Belphegor, or the Phantom of the Louvre is a 1965 French television miniseries directed by Claude Barma, based on the 1927 novel by Arthur Bernède. It consists of four 70 minutes episodes.

== Plot ==
A mysterious phantom appears in the Musée du Louvre in Paris at night. The guards are unable to catch it. A student, André Bellegarde obstinately tries to find out more about the strange creature by himself. He seems to be more effective in doing so than the local police led by commissaire Menardier. Bellegarde does cooperate with the police, too, but he mostly goes his own way investigating Belphégor's activity. A secret society is in the background.

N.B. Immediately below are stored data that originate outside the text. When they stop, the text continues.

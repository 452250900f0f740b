//! Self-pacing screen streaming.
//!
//! A [`ScreenStreamer`] repeatedly asks the bridge for one frame and forwards
//! it to the session's outbound queue.  At most one capture is in flight at a
//! time, and two capture requests never start closer together than the frame
//! interval, even when a single capture takes longer than the interval.
//!
//! # Cancellation
//!
//! The loop is owned through a [`CaptureHandle`].  Every wait point (the
//! pacing guard, the capture itself, the send, and the post-frame sleep)
//! races against a [`CancellationToken`], so once the handle is cancelled or
//! dropped no further capture is started.  The task is also aborted, which
//! drops any in-flight bridge future (and with it the child process).

use std::sync::Arc;
use std::time::Duration;

use droid_remote_core::DeviceCommand;
use tokio::sync::mpsc;
use tokio::task::JoinHandle;
use tokio::time::{sleep, Instant};
use tokio_util::sync::CancellationToken;
use tracing::{debug, error, warn};

use crate::application::bridge::DeviceBridge;
use crate::domain::messages::ServerEvent;

// ── Handle ────────────────────────────────────────────────────────────────────

/// Ownership of one running capture loop.
///
/// Dropping the handle cancels the loop.
#[derive(Debug)]
pub struct CaptureHandle {
    cancel: CancellationToken,
    task: JoinHandle<()>,
}

impl CaptureHandle {
    /// Stops the loop.  No capture starts after this returns.
    pub fn cancel(&self) {
        self.cancel.cancel();
        self.task.abort();
    }

    pub fn is_cancelled(&self) -> bool {
        self.cancel.is_cancelled()
    }

    /// Returns `true` once the loop task has exited.
    pub fn is_finished(&self) -> bool {
        self.task.is_finished()
    }
}

impl Drop for CaptureHandle {
    fn drop(&mut self) {
        self.cancel();
    }
}

// ── Streamer ──────────────────────────────────────────────────────────────────

/// Configuration of one capture loop.
pub struct ScreenStreamer {
    bridge: Arc<dyn DeviceBridge>,
    device_id: Option<String>,
    interval: Duration,
    events: mpsc::Sender<ServerEvent>,
}

impl ScreenStreamer {
    pub fn new(
        bridge: Arc<dyn DeviceBridge>,
        device_id: Option<String>,
        interval: Duration,
        events: mpsc::Sender<ServerEvent>,
    ) -> Self {
        Self {
            bridge,
            device_id,
            interval,
            events,
        }
    }

    /// Starts the loop on the current tokio runtime.
    pub fn spawn(self) -> CaptureHandle {
        let cancel = CancellationToken::new();
        let task = tokio::spawn(self.run(cancel.clone()));
        CaptureHandle { cancel, task }
    }

    async fn run(self, cancel: CancellationToken) {
        let instruction = match DeviceCommand::Screencap.authorize() {
            Ok(instruction) => instruction,
            Err(e) => {
                error!("screencap instruction rejected: {e}");
                return;
            }
        };

        let device = self.device_id.as_deref();
        let mut last_capture: Option<Instant> = None;
        let mut frames: u64 = 0;

        loop {
            // Pacing guard: wait out the rest of the interval if the previous
            // capture started less than one interval ago.
            if let Some(last) = last_capture {
                let elapsed = last.elapsed();
                if elapsed < self.interval {
                    tokio::select! {
                        biased;
                        _ = cancel.cancelled() => break,
                        _ = sleep(self.interval - elapsed) => {}
                    }
                }
            }
            if cancel.is_cancelled() {
                break;
            }

            last_capture = Some(Instant::now());
            let result = tokio::select! {
                biased;
                _ = cancel.cancelled() => break,
                result = self.bridge.capture_frame(device, &instruction) => result,
            };

            match result {
                Ok(data) => {
                    // Awaiting queue space keeps a slow client from piling up
                    // frames; the next tick is not scheduled until this lands.
                    let sent = tokio::select! {
                        biased;
                        _ = cancel.cancelled() => break,
                        sent = self.events.send(ServerEvent::ScreenData { data }) => sent,
                    };
                    if sent.is_err() {
                        debug!("outbound queue closed, stopping capture");
                        break;
                    }
                    frames += 1;
                }
                Err(e) => warn!(device = device.unwrap_or("default"), "frame capture failed: {e}"),
            }

            tokio::select! {
                biased;
                _ = cancel.cancelled() => break,
                _ = sleep(self.interval) => {}
            }
        }

        debug!(frames, "capture loop exited");
    }
}

// ── Tests ─────────────────────────────────────────────────────────────────────

#[cfg(test)]
mod tests {
    use super::*;
    use crate::application::bridge::BridgeError;
    use crate::infrastructure::mock::{BridgeCall, MockBridge};

    const INTERVAL: Duration = Duration::from_millis(100);

    fn streamer(
        bridge: Arc<MockBridge>,
        capacity: usize,
    ) -> (ScreenStreamer, mpsc::Receiver<ServerEvent>) {
        let (tx, rx) = mpsc::channel(capacity);
        (
            ScreenStreamer::new(bridge, Some("D1".to_string()), INTERVAL, tx),
            rx,
        )
    }

    #[tokio::test(start_paused = true)]
    async fn test_streamer_emits_frames_paced_by_interval() {
        // Arrange
        let bridge = Arc::new(MockBridge::new());
        let (streamer, mut rx) = streamer(Arc::clone(&bridge), 16);

        // Act
        let handle = streamer.spawn();
        let first = rx.recv().await.unwrap();
        let started = Instant::now();
        let second = rx.recv().await.unwrap();

        // Assert
        assert!(matches!(first, ServerEvent::ScreenData { .. }));
        assert!(matches!(second, ServerEvent::ScreenData { .. }));
        assert!(started.elapsed() >= INTERVAL);
        handle.cancel();
    }

    #[tokio::test(start_paused = true)]
    async fn test_streamer_captures_with_screencap_instruction() {
        let bridge = Arc::new(MockBridge::new());
        let (streamer, mut rx) = streamer(Arc::clone(&bridge), 16);

        let handle = streamer.spawn();
        rx.recv().await.unwrap();
        handle.cancel();

        assert_eq!(
            bridge.calls()[0],
            BridgeCall::CaptureFrame {
                device_id: Some("D1".to_string()),
                instruction: "screencap -p".to_string(),
            }
        );
    }

    #[tokio::test(start_paused = true)]
    async fn test_failed_capture_does_not_stop_the_loop() {
        // Arrange: first two captures fail, later ones succeed
        let bridge = Arc::new(MockBridge::new());
        bridge.push_capture_result(Err(BridgeError::Failed("device offline".to_string())));
        bridge.push_capture_result(Err(BridgeError::Failed("device offline".to_string())));
        let (streamer, mut rx) = streamer(Arc::clone(&bridge), 16);

        // Act
        let handle = streamer.spawn();
        let frame = rx.recv().await.unwrap();

        // Assert: the third attempt produced the first frame
        assert!(matches!(frame, ServerEvent::ScreenData { .. }));
        assert_eq!(bridge.capture_count(), 3);
        handle.cancel();
    }

    #[tokio::test(start_paused = true)]
    async fn test_slow_capture_does_not_overlap_or_burst() {
        // Arrange: each capture takes 250 ms, longer than the interval
        let bridge = Arc::new(MockBridge::new().with_capture_delay(Duration::from_millis(250)));
        let (streamer, mut rx) = streamer(Arc::clone(&bridge), 16);

        // Act
        let handle = streamer.spawn();
        for _ in 0..3 {
            rx.recv().await.unwrap();
        }
        handle.cancel();

        // Assert: a single request in flight at any time
        assert_eq!(bridge.max_concurrent_captures(), 1);
    }

    #[tokio::test(start_paused = true)]
    async fn test_cancel_stops_further_captures() {
        // Arrange
        let bridge = Arc::new(MockBridge::new());
        let (streamer, mut rx) = streamer(Arc::clone(&bridge), 16);
        let handle = streamer.spawn();
        rx.recv().await.unwrap();

        // Act
        handle.cancel();
        let after_cancel = bridge.capture_count();
        sleep(INTERVAL * 10).await;

        // Assert
        assert!(handle.is_cancelled());
        assert_eq!(bridge.capture_count(), after_cancel);
    }

    #[tokio::test(start_paused = true)]
    async fn test_dropping_handle_cancels_loop() {
        let bridge = Arc::new(MockBridge::new());
        let (streamer, mut rx) = streamer(Arc::clone(&bridge), 16);
        let handle = streamer.spawn();
        rx.recv().await.unwrap();

        drop(handle);
        let after_drop = bridge.capture_count();
        sleep(INTERVAL * 10).await;

        assert_eq!(bridge.capture_count(), after_drop);
    }

    #[tokio::test(start_paused = true)]
    async fn test_full_queue_applies_backpressure() {
        // Arrange: a queue of one that nobody drains
        let bridge = Arc::new(MockBridge::new());
        let (streamer, _rx) = streamer(Arc::clone(&bridge), 1);

        // Act
        let handle = streamer.spawn();
        sleep(INTERVAL * 20).await;

        // Assert: one frame queued, one waiting for space, nothing more
        assert_eq!(bridge.capture_count(), 2);
        handle.cancel();
    }

    #[tokio::test(start_paused = true)]
    async fn test_closed_queue_ends_loop() {
        let bridge = Arc::new(MockBridge::new());
        let (streamer, rx) = streamer(Arc::clone(&bridge), 4);
        drop(rx);

        let handle = streamer.spawn();
        sleep(INTERVAL * 5).await;

        assert!(handle.is_finished());
        assert_eq!(bridge.capture_count(), 1);
    }
}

Bellegarde, in the meantime, is involved in two romances and cannot decide which woman to dedicate himself as the case gets more and more serious and criminal and threads meet.

==Cast==
- Juliette Gréco as Laurence / Stéphanie Hiquet
- Isaac Alvarez as Belphégor
- Yves Rénier as André Bellegarde
- Christine Delaroche as Colette Ménardier
- René Dary as Commissaire Ménardier
- François Chaumette as Boris Williams
- Sylvie as Lady Hodwin
- Paul Crauchet as Le gardien Gautrais
- Marguerite Muni as Louise Gautrais
- René Alone as Doublet
- Yves Bureau as Ménard
- Jacky Calatayud as L'enfant

==Legacy==
Danish filmmaker Lars von Trier has credited Belphegor and David Lynch's television series Twin Peaks as inspirations for his miniseries The Kingdom.